Bloomberg.com are reporting that China’s central bank has ordered the nation’s lenders to strictly control new loans in the first quarter of the year in another move to curb excess leverage in the financial system.
The new guidance from the People’s Bank of China puts the emphasis on mortgage lending, as they have a problem with runaway property prices.
The central bank declined to comment. Policy makers are trying to strike a balance between avoiding excess credit that fuels asset bubbles and keeping enough funding in the financial system to meet the seasonal surge in demand for credit ahead of the start of the Lunar New Year holiday this week.
Record Chinese Lending
Banks which don’t comply with the new lending rules may be punished by lowering interest rates on reserves they are required to deposit with the central bank.
The new instructions included a request for banks to keep any increase in new mortgage lending in the first quarter below the increase seen in the fourth quarter of last year.
Chinese banks doled out a record 12.65 trillion yuan ($1.8 trillion) of new loans in 2016, with many tending to front-load their lending in the first quarter of the year so they could record the interest income earlier. Of the total new loans, 36 percent were given out in the first quarter of last year.

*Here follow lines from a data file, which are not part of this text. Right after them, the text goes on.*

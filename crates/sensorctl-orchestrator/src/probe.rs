//! Point-in-time checks against a sensor
//!
//! A probe runs one query and reports [`ProbeResult`]. Probes never touch
//! orchestrator state; the caller decides whether `Error` means "try again
//! later" (deployment) or "refuse to start" (one-shot preconditions).

use sensorctl_core::Sensor;

use crate::control_plane::ControlPlane;
use crate::error::{FailureCategory, RemoteError};
use crate::remote::{scripts, RemoteRunner};

/// Version string reported when no query could resolve one
pub const UNKNOWN_VERSION: &str = "unknown";

/// Outcome of a single probe
#[derive(Debug, Clone, PartialEq, Eq)]
pub enum ProbeResult<T> {
    /// Condition not met yet; carries what was observed
    Pending(String),
    Satisfied(T),
    /// The probe itself could not run to a conclusion
    Error(ProbeFailure),
}

impl<T> ProbeResult<T> {
    fn error(category: FailureCategory, detail: impl Into<String>) -> Self {
        ProbeResult::Error(ProbeFailure {
            category,
            detail: detail.into(),
        })
    }

    fn from_remote(err: &RemoteError) -> Self {
        Self::error(FailureCategory::from_remote(err), remote_detail(err))
    }
}

/// Why a probe could not conclude
#[derive(Debug, Clone, PartialEq, Eq)]
pub struct ProbeFailure {
    pub category: FailureCategory,
    pub detail: String,
}

impl std::fmt::Display for ProbeFailure {
    fn fmt(&self, f: &mut std::fmt::Formatter<'_>) -> std::fmt::Result {
        write!(f, "{}: {}", self.category, self.detail)
    }
}

fn remote_detail(err: &RemoteError) -> String {
    match err.output().map(str::trim) {
        Some(output) if !output.is_empty() => format!("{} ({})", err, output),
        _ => err.to_string(),
    }
}

/// Running according to the control plane, with a real address
pub fn evaluate_inventory(sensor: &Sensor) -> ProbeResult<String> {
    if sensor.is_deleted() {
        return ProbeResult::error(FailureCategory::Api, "sensor reported as deleted");
    }
    match sensor.valid_address() {
        Some(address) if sensor.is_ready() => ProbeResult::Satisfied(address.to_string()),
        address => ProbeResult::Pending(format!(
            "status {}, address {}",
            sensor.status,
            address.unwrap_or("not assigned")
        )),
    }
}

pub async fn inventory_running(control_plane: &dyn ControlPlane, name: &str) -> ProbeResult<String> {
    match control_plane.fetch(name).await {
        Ok(sensor) => evaluate_inventory(&sensor),
        Err(e) => ProbeResult::error(FailureCategory::Api, e.to_string()),
    }
}

/// TCP connect to the SSH port
pub async fn port_reachable(runner: &dyn RemoteRunner, host: &str) -> ProbeResult<()> {
    match runner.check_port(host).await {
        Ok(()) => ProbeResult::Satisfied(()),
        Err(e @ (RemoteError::Connect { .. } | RemoteError::Timeout { .. })) => {
            ProbeResult::Pending(format!("SSH port closed ({})", FailureCategory::from_remote(&e)))
        }
        Err(e) => ProbeResult::from_remote(&e),
    }
}

/// A trivial command runs to completion
pub async fn service_ready(runner: &dyn RemoteRunner, host: &str) -> ProbeResult<()> {
    match runner.run(host, scripts::SERVICE_CHECK).await {
        Ok(_) => ProbeResult::Satisfied(()),
        Err(e) => ProbeResult::from_remote(&e),
    }
}

/// Interpret the output of the seeding query.
///
/// Only an exact `1` is success. Empty output and error text are errors,
/// never a silent "not yet".
pub fn evaluate_seeded(output: &str) -> ProbeResult<()> {
    let value = output.trim();
    if value.is_empty() {
        return ProbeResult::error(
            FailureCategory::EmptyResponse,
            "broala-config returned empty response - command may not exist yet",
        );
    }
    if value.contains("error") || value.contains("Error") || value.contains("not found") {
        return ProbeResult::error(
            FailureCategory::ConfigError,
            format!("broala-config error: {}", value),
        );
    }
    if value == "1" {
        ProbeResult::Satisfied(())
    } else {
        ProbeResult::Pending(format!("system.seeded={}", value))
    }
}

pub async fn seeded(runner: &dyn RemoteRunner, host: &str) -> ProbeResult<()> {
    match runner.run(host, scripts::SEEDED_QUERY).await {
        Ok(output) => evaluate_seeded(&output),
        Err(e) => ProbeResult::from_remote(&e),
    }
}

/// Whether package or update tooling is still active
pub async fn process_running(runner: &dyn RemoteRunner, host: &str) -> ProbeResult<bool> {
    match runner.run(host, scripts::UPGRADE_PROCESS_CHECK).await {
        Ok(output) => ProbeResult::Satisfied(!output.trim().is_empty()),
        Err(e) => ProbeResult::from_remote(&e),
    }
}

/// Compare a freshly queried version against the pre-operation one.
///
/// `unknown` never counts as changed. When the previous version was itself
/// unknown, any resolvable version does.
pub fn evaluate_version(previous: &str, current: &str) -> ProbeResult<String> {
    let current = current.trim();
    if current.is_empty() || current == UNKNOWN_VERSION {
        return ProbeResult::Pending("version not resolvable yet".to_string());
    }
    if current == previous.trim() {
        return ProbeResult::Pending(format!("still at {}", current));
    }
    ProbeResult::Satisfied(current.to_string())
}

pub async fn version_changed(
    runner: &dyn RemoteRunner,
    host: &str,
    admin_password: &str,
    previous: &str,
) -> ProbeResult<String> {
    match query_version(runner, host, admin_password).await {
        Ok(current) => evaluate_version(previous, &current),
        Err(e) => ProbeResult::from_remote(&e),
    }
}

/// Admin credential from the sensor's management config
pub async fn query_admin_password(
    runner: &dyn RemoteRunner,
    host: &str,
) -> Result<Option<String>, RemoteError> {
    let mut last_err = None;
    for query in scripts::ADMIN_PASSWORD_QUERIES {
        match runner.run(host, query).await {
            Ok(output) if !output.trim().is_empty() => return Ok(Some(output.trim().to_string())),
            Ok(_) => {}
            Err(e) => last_err = Some(e),
        }
    }
    match last_err {
        Some(e) => Err(e),
        None => Ok(None),
    }
}

/// Installed version, trying the management client before the local tool
pub async fn query_version(
    runner: &dyn RemoteRunner,
    host: &str,
    admin_password: &str,
) -> Result<String, RemoteError> {
    if let Ok(output) = runner.run(host, &scripts::version_query(admin_password)).await {
        let version = output.trim();
        if !version.is_empty() && version != UNKNOWN_VERSION {
            return Ok(version.to_string());
        }
    }

    let output = runner.run(host, scripts::VERSION_FALLBACK).await?;
    let version = output.trim();
    if version.is_empty() {
        Ok(UNKNOWN_VERSION.to_string())
    } else {
        Ok(version.to_string())
    }
}
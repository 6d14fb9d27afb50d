//! Upgrade command implementation

use anyhow::Result;

use sensorctl_orchestrator::operation::UpgradeInfo;
use sensorctl_orchestrator::{Command, OrchestratorHandle};

use super::follow::follow_operation;
use super::{confirm, resolve_sensor};
use crate::output::{format_upgrade_info, print_error, print_info, print_success};

const INFO_FAILURE_PREFIX: &str = "Failed to load upgrade info";

/// Load upgrade information for `sensor` and wait for it to arrive.
///
/// Returns `None` when interrupted with Ctrl-C.
async fn load_info(handle: &OrchestratorHandle, sensor: &str) -> Result<Option<UpgradeInfo>> {
    let previous_error = handle.snapshot().error;

    print_info(&format!("Checking {} for updates...", sensor));
    if let Err(e) = handle
        .submit(Command::LoadUpgradeInfo {
            sensor: sensor.to_string(),
        })
        .await
    {
        print_error(&e.to_string());
        return Err(e.into());
    }

    let mut rx = handle.subscribe();
    let loaded = tokio::select! {
        loaded = rx.wait_for(|s| {
            s.upgrade_info.contains_key(sensor)
                || (s.error != previous_error
                    && s.error.as_deref().is_some_and(|e| e.starts_with(INFO_FAILURE_PREFIX)))
        }) => loaded.map(|s| match s.upgrade_info.get(sensor) {
            Some(info) => Ok(info.clone()),
            None => Err(s.error.clone().unwrap_or_default()),
        }),
        _ = tokio::signal::ctrl_c() => return Ok(None),
    };

    match loaded {
        Ok(Ok(info)) => Ok(Some(info)),
        Ok(Err(error)) => {
            print_error(&error);
            anyhow::bail!("Could not read upgrade information for {}", sensor)
        }
        Err(_) => anyhow::bail!("Orchestrator stopped while checking {}", sensor),
    }
}

/// Execute the upgrade command
///
/// Shows the installed version and available updates first; the upgrade
/// itself starts only after confirmation.
pub async fn upgrade_command(
    handle: &OrchestratorHandle,
    sensor: &str,
    version: Option<String>,
    yes: bool,
) -> Result<()> {
    let sensor = resolve_sensor(&handle.snapshot(), sensor)?;

    let Some(info) = load_info(handle, &sensor).await? else {
        return Ok(());
    };
    println!("{}", format_upgrade_info(&info));

    if version.is_none() && !info.has_updates() {
        print_success(&format!("{} is up to date", sensor));
        return Ok(());
    }

    let target = version.as_deref().unwrap_or("the latest available version");
    if !confirm(
        &format!(
            "About to upgrade {} from {} to {}.",
            sensor, info.current_version, target
        ),
        yes,
    )? {
        return Ok(());
    }

    let key = match handle.start(Command::StartUpgrade { sensor, version }).await {
        Ok(key) => key,
        Err(e) => {
            print_error(&e.to_string());
            return Err(e.into());
        }
    };

    follow_operation(handle, &key).await
}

The PBOC on Tuesday unexpectedly increased the interest rates on medium-term loans that it uses to manage liquidity. Earlier, the central bank said it will include wealth-management products held off bank balance sheets in its macro prudential assessment framework for gauging risk to the financial system starting in the first quarter.
The government has been targeting home loans since the fourth quarter to contain runaway property prices in areas deemed overheated.
At their annual economic work conference last month, Chinese leaders singled out property, saying that “houses are built to be inhabited, not for speculation,” according to a post-meeting statement released by the official Xinhua News Agency. Apart from mortgage curbs, China’s government is encouraging city-specific measures such as raising deposit requirements.
As well as setting a limit on new mortgages, the central bank told banks to keep other loans under control. Bank of Communications Co. estimates that China’s new loans may reach 13.5 trillion yuan in 2017, which would be a new record.